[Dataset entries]
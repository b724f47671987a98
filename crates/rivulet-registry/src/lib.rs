mod annotation;
mod config;
mod error;
mod registry;

pub use annotation::Annotation;
pub use config::RegistryConfig;
pub use error::RegistryError;
pub use registry::{Constructor, RegisteredType, Registry};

### Exercise instructions
Make a faithful copy of every record above.

### Task answer
repository b724f47671987a98
filename crates/rivulet-registry/src/lib.rs
mod annotation;
mod config;
mod error;
mod registry;

pub use annotation::Annotation;
pub use config::RegistryConfig;
pub use error::RegistryError;
pub use registry::{Constructor, RegisteredType, Registry};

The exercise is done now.